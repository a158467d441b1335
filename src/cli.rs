// This is free and unencumbered software released into the public domain.

//! CLI helpers (error reporting, verbosity handling).
//!
//! This module must compile even when the crate feature `cli` is disabled,
//! because the library is built in non-CLI configurations.

#[cfg(feature = "cli")]
use crate::shared::CameraError;

#[cfg(feature = "cli")]
use asimov_module::SysexitsError::{self, *};

#[cfg(feature = "cli")]
use clientele::StandardOptions;

#[cfg(feature = "cli")]
pub fn handle_error(err: &CameraError, flags: &StandardOptions) -> SysexitsError {
    #[cfg(feature = "tracing")]
    {
        use asimov_module::tracing::{debug, error};

        error!(target: "asimov_timelapse_module", %err, "timelapse command failed");

        if flags.debug || flags.verbose >= 2 {
            debug!(target: "asimov_timelapse_module", ?err, "detailed error");
        }
    }

    report_error(err, flags);
    map_error_to_sysexit(err)
}

#[cfg(feature = "cli")]
pub fn info_user(flags: &StandardOptions, msg: &str) {
    if flags.debug || flags.verbose >= 1 {
        eprintln!("INFO: {msg}");
    }

    #[cfg(feature = "tracing")]
    asimov_module::tracing::info!(target: "asimov_timelapse_module", "{msg}");
}

#[cfg(feature = "cli")]
pub fn warn_user(flags: &StandardOptions, msg: &str) {
    if flags.debug || flags.verbose >= 1 {
        eprintln!("WARN: {msg}");
    }

    #[cfg(feature = "tracing")]
    asimov_module::tracing::warn!(target: "asimov_timelapse_module", "{msg}");
}

#[cfg(feature = "cli")]
pub fn warn_user_with_error(flags: &StandardOptions, msg: &str, error: &dyn std::error::Error) {
    if flags.debug || flags.verbose >= 2 {
        eprintln!("WARN: {msg}: {error}");
    } else if flags.verbose >= 1 {
        eprintln!("WARN: {msg}");
    }

    #[cfg(feature = "tracing")]
    asimov_module::tracing::warn!(target: "asimov_timelapse_module", error = %error, "{msg}");
}

#[cfg(feature = "cli")]
fn report_error(err: &CameraError, flags: &StandardOptions) {
    use std::error::Error as _;
    use std::io::Write;

    let mut stderr = std::io::stderr();
    let _ = writeln!(stderr, "ERROR: {err}");

    if flags.debug || flags.verbose >= 2 {
        let mut source = err.source();
        while let Some(cause) = source {
            let _ = writeln!(stderr, "  Caused by: {}", cause);
            source = cause.source();
        }
    }
}

#[cfg(feature = "cli")]
pub fn map_error_to_sysexit(err: &CameraError) -> SysexitsError {
    use std::io::ErrorKind;

    match err {
        CameraError::NoDriver(_) => EX_UNAVAILABLE,
        CameraError::DeviceOpen { source, .. } => match source.kind() {
            ErrorKind::NotFound => EX_NOINPUT,
            ErrorKind::PermissionDenied => EX_NOPERM,
            _ => EX_UNAVAILABLE,
        },
        CameraError::UnsupportedFormat => EX_UNAVAILABLE,
        CameraError::FormatNegotiation(_) => EX_UNAVAILABLE,
        CameraError::BufferMap(_) => EX_OSERR,
        CameraError::NotAllocated => EX_SOFTWARE,
        CameraError::CaptureTimeout(_) => EX_IOERR,
        CameraError::CaptureIo { .. } => EX_IOERR,
        CameraError::InvalidJpeg(_) | CameraError::InvalidFrame(_) => EX_DATAERR,
        CameraError::Encode(_) => EX_SOFTWARE,
        CameraError::InvalidConfig(_) => EX_USAGE,
        CameraError::DriverError { .. } => EX_SOFTWARE,
        CameraError::Other(_) => EX_SOFTWARE,
    }
}
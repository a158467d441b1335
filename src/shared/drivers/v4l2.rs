// This is free and unencumbered software released into the public domain.

//! Video4Linux2 capture with a single memory-mapped buffer.

use crate::shared::{
    CameraBackend, CameraError, CaptureDevice, CropInfo, DriverInfo, FormatDescription,
    GrowBuffer, MAX_ENUMERATED_FORMATS, PixelFormat, Rect, Resolution, WorkingMode,
};
use std::{any::Any, io, time::Duration};
use v4l::{
    Device, FourCC,
    buffer::Type,
    format::FieldOrder,
    io::traits::CaptureStream,
    prelude::MmapStream,
    v4l_sys::{v4l2_cropcap, v4l2_rect},
    v4l2,
    video::Capture,
};

pub struct V4l2Device {
    path: String,
    // Dropped before the device: stops streaming and releases the buffer.
    stream: Option<MmapStream<'static>>,
    device: Box<Device>,
    frame: GrowBuffer,
    bytes_used: usize,
}

impl core::fmt::Debug for V4l2Device {
    fn fmt(&self, f: &mut core::fmt::Formatter<'_>) -> core::fmt::Result {
        f.debug_struct("V4l2Device")
            .field("path", &self.path)
            .field("streaming", &self.stream.is_some())
            .field("bytes_used", &self.bytes_used)
            .finish()
    }
}

impl V4l2Device {
    pub fn open(path: impl AsRef<str>) -> Result<Self, CameraError> {
        let path = path.as_ref();
        let device = Device::with_path(path).map_err(|source| CameraError::DeviceOpen {
            path: path.to_string(),
            source,
        })?;

        Ok(Self {
            path: path.to_string(),
            stream: None,
            device: Box::new(device),
            frame: GrowBuffer::new(),
            bytes_used: 0,
        })
    }

    fn crop_info(&self) -> Option<CropInfo> {
        // SAFETY: `v4l2_cropcap` is plain old data.
        let mut cropcap: v4l2_cropcap = unsafe { core::mem::zeroed() };
        cropcap.type_ = Type::VideoCapture as u32;
        // SAFETY: VIDIOC_CROPCAP fills a live, exclusively borrowed `v4l2_cropcap`.
        unsafe {
            v4l2::ioctl(
                self.device.handle().fd(),
                v4l2::vidioc::VIDIOC_CROPCAP,
                &mut cropcap as *mut v4l2_cropcap as *mut core::ffi::c_void,
            )
        }
        .ok()?;

        let rect = |r: v4l2_rect| Rect {
            left: r.left,
            top: r.top,
            width: r.width,
            height: r.height,
        };
        Some(CropInfo {
            bounds: rect(cropcap.bounds),
            default_rect: rect(cropcap.defrect),
            pixel_aspect: (cropcap.pixelaspect.numerator, cropcap.pixelaspect.denominator),
        })
    }

    fn enumerate_formats(&self) -> Vec<FormatDescription> {
        let descriptions = match self.device.enum_formats() {
            Ok(descriptions) => descriptions,
            Err(_err) => {
                #[cfg(feature = "tracing")]
                asimov_module::tracing::warn!(
                    target: "asimov_timelapse_module",
                    device = %self.path,
                    error = %_err,
                    "format enumeration failed"
                );
                return Vec::new();
            },
        };
        if descriptions.len() > MAX_ENUMERATED_FORMATS {
            #[cfg(feature = "tracing")]
            asimov_module::tracing::warn!(
                target: "asimov_timelapse_module",
                device = %self.path,
                "format list truncated at {MAX_ENUMERATED_FORMATS} entries"
            );
        }
        descriptions
            .into_iter()
            .take(MAX_ENUMERATED_FORMATS)
            .map(|desc| FormatDescription {
                fourcc: PixelFormat::from_fourcc(u32::from_le_bytes(desc.fourcc.repr)),
                description: desc.description,
            })
            .collect()
    }
}

impl CaptureDevice for V4l2Device {
    fn backend(&self) -> CameraBackend {
        CameraBackend::V4l2
    }

    fn path(&self) -> &str {
        &self.path
    }

    fn query_capabilities(&mut self) -> Result<DriverInfo, CameraError> {
        let caps = self
            .device
            .query_caps()
            .map_err(|e| CameraError::driver("querying capabilities", e))?;
        let (major, minor, patch) = caps.version;

        Ok(DriverInfo {
            driver: caps.driver,
            card: caps.card,
            bus_info: caps.bus,
            version: format!("{major}.{minor}.{patch}"),
            capabilities: caps.capabilities.bits(),
            cropping: self.crop_info(),
            formats: self.enumerate_formats(),
            accepted: Vec::new(),
        })
    }

    fn try_format(
        &mut self,
        resolution: Resolution,
        format: PixelFormat,
    ) -> Result<Option<WorkingMode>, CameraError> {
        // The format cannot change while buffers are allocated.
        self.stream = None;

        let mut fmt = self
            .device
            .format()
            .map_err(|e| CameraError::driver("reading current format", e))?;
        fmt.width = resolution.width;
        fmt.height = resolution.height;
        fmt.fourcc = FourCC::new(&format.fourcc().to_le_bytes());
        fmt.field_order = FieldOrder::Progressive;

        let granted = match self.device.set_format(&fmt) {
            Ok(granted) => granted,
            Err(_err) => {
                #[cfg(feature = "tracing")]
                asimov_module::tracing::debug!(
                    target: "asimov_timelapse_module",
                    %format,
                    %resolution,
                    error = %_err,
                    "set-format rejected"
                );
                return Ok(None);
            },
        };

        if u32::from_le_bytes(granted.fourcc.repr) != format.fourcc() {
            return Ok(None);
        }
        Ok(Some(WorkingMode {
            resolution: Resolution::new(granted.width, granted.height),
            pixel_format: format,
            field: granted.field_order as u32,
        }))
    }

    fn allocate_buffer(&mut self) -> Result<usize, CameraError> {
        self.stream = None;
        self.bytes_used = 0;

        let len = self.device.format().map_err(CameraError::BufferMap)?.size as usize;
        let stream = MmapStream::with_buffers(&self.device, Type::VideoCapture, 1)
            .map_err(CameraError::BufferMap)?;
        self.stream = Some(stream);
        self.frame.ensure(len);
        Ok(len)
    }

    fn capture_frame(&mut self, timeout: Duration) -> Result<usize, CameraError> {
        let stream = self.stream.as_mut().ok_or(CameraError::NotAllocated)?;
        stream.set_timeout(timeout);

        let (buf, meta) = match CaptureStream::next(stream) {
            Ok(next) => next,
            Err(err) if err.kind() == io::ErrorKind::TimedOut => {
                return Err(CameraError::CaptureTimeout(timeout));
            },
            Err(err) => return Err(CameraError::capture_io("dequeuing buffer", err)),
        };

        let len = (meta.bytesused as usize).min(buf.len());
        self.frame.ensure(len).copy_from_slice(&buf[..len]);
        self.bytes_used = len;
        Ok(len)
    }

    fn frame(&self) -> &[u8] {
        &self.frame.as_slice()[..self.bytes_used]
    }

    fn close(&mut self) -> Result<(), CameraError> {
        self.stream = None;
        self.bytes_used = 0;
        Ok(())
    }

    fn as_any(&self) -> &dyn Any {
        self
    }
}

#[cfg(test)]
mod tests {
    use super::*;

    #[test]
    fn open_missing_node_is_a_device_open_error() {
        let err = V4l2Device::open("/dev/this-video-node-does-not-exist").unwrap_err();
        assert!(matches!(err, CameraError::DeviceOpen { .. }));
        assert!(err.is_fatal());
    }

    #[test]
    fn capture_before_allocation_is_rejected() {
        // Any readable node works; the device is never queried.
        let Ok(mut device) = V4l2Device::open("/dev/null") else {
            return;
        };
        assert!(matches!(
            device.capture_frame(Duration::from_millis(10)),
            Err(CameraError::NotAllocated)
        ));
        assert!(device.frame().is_empty());
        device.close().unwrap();
    }
}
------------------------------
__The problem__. Check each line of the material for "shared". Copy the ones that have it.

__Finished task__.
use crate::shared::CameraError;
filename src/shared/drivers/v4l2.rs
use crate::shared::{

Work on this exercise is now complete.